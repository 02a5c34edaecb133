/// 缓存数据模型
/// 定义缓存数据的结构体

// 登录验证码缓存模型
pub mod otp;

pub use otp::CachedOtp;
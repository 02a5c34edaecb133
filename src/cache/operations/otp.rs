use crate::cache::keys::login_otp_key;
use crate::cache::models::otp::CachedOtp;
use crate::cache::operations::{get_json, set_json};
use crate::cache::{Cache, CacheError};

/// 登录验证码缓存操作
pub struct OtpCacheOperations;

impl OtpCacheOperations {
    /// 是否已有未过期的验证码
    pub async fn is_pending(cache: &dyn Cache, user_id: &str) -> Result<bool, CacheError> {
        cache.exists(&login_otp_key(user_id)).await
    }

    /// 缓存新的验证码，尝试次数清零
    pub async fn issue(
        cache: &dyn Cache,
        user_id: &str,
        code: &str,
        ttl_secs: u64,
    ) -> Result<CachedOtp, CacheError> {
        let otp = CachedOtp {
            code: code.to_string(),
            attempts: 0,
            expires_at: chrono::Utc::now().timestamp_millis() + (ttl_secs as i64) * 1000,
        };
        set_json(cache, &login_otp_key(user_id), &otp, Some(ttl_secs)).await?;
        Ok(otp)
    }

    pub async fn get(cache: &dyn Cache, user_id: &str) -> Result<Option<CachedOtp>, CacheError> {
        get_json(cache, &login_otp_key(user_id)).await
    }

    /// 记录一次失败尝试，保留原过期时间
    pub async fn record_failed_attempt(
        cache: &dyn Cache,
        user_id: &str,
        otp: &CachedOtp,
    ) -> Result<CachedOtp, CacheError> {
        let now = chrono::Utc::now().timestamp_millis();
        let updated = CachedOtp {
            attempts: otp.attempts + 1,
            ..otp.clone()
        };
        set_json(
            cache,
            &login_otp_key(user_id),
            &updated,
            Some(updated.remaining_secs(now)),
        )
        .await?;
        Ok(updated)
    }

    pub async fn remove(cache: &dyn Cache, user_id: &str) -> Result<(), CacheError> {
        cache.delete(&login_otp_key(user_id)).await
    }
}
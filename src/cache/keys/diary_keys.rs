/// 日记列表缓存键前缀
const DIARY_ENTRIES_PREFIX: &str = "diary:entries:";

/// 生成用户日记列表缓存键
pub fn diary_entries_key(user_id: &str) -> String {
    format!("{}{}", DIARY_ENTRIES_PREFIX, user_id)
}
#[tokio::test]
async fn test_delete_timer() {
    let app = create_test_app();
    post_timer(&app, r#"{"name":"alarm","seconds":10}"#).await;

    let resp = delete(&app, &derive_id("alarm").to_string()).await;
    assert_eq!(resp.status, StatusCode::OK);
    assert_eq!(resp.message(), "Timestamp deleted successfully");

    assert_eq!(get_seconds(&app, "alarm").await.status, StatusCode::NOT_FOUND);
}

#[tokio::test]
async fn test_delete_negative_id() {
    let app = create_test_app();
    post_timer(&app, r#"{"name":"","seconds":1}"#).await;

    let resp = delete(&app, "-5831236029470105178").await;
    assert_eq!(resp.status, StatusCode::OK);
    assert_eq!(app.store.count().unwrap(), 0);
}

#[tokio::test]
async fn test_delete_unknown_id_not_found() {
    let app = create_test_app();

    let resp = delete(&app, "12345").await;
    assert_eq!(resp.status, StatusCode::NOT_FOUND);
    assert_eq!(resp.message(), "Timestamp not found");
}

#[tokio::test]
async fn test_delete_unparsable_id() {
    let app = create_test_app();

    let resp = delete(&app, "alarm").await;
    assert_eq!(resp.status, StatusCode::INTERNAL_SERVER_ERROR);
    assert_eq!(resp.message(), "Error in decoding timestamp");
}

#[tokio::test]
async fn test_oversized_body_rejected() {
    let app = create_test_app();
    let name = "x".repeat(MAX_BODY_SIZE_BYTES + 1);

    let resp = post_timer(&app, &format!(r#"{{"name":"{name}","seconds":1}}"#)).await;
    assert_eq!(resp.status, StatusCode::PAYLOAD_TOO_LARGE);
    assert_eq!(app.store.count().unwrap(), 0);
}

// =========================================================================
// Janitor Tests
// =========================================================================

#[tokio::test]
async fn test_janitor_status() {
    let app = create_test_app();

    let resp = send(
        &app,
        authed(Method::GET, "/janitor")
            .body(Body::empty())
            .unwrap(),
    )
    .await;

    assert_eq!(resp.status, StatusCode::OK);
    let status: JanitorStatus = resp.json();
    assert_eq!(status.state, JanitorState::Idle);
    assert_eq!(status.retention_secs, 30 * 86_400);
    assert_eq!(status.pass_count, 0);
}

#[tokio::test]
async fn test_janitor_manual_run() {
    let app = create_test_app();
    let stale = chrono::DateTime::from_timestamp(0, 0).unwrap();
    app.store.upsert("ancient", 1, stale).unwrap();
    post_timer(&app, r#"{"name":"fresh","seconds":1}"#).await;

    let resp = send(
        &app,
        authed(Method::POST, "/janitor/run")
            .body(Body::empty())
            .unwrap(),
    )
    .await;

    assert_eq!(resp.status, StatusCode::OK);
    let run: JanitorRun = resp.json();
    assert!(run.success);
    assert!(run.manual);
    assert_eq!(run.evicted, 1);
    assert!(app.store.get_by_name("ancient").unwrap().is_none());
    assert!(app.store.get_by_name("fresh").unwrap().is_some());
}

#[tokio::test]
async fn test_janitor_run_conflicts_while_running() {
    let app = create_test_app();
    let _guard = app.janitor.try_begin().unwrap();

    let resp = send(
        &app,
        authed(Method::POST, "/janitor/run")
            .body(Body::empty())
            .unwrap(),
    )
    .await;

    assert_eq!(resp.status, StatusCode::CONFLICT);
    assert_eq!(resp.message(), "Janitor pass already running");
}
--------------------------------
- _YOUR ASSIGNMENT_
Exactly and only the lines from the one containing "let run: JanitorRun = resp.json();" through the end of the material are to be reproduced, both ends included.

- _SOLUTION FOR THIS EXERCISE_
    let run: JanitorRun = resp.json();
    assert!(run.success);
    assert!(run.manual);
    assert_eq!(run.evicted, 1);
    assert!(app.store.get_by_name("ancient").unwrap().is_none());
    assert!(app.store.get_by_name("fresh").unwrap().is_some());
}

#[tokio::test]
async fn test_janitor_run_conflicts_while_running() {
    let app = create_test_app();
    let _guard = app.janitor.try_begin().unwrap();

    let resp = send(
        &app,
        authed(Method::POST, "/janitor/run")
            .body(Body::empty())
            .unwrap(),
    )
    .await;

    assert_eq!(resp.status, StatusCode::CONFLICT);
    assert_eq!(resp.message(), "Janitor pass already running");
}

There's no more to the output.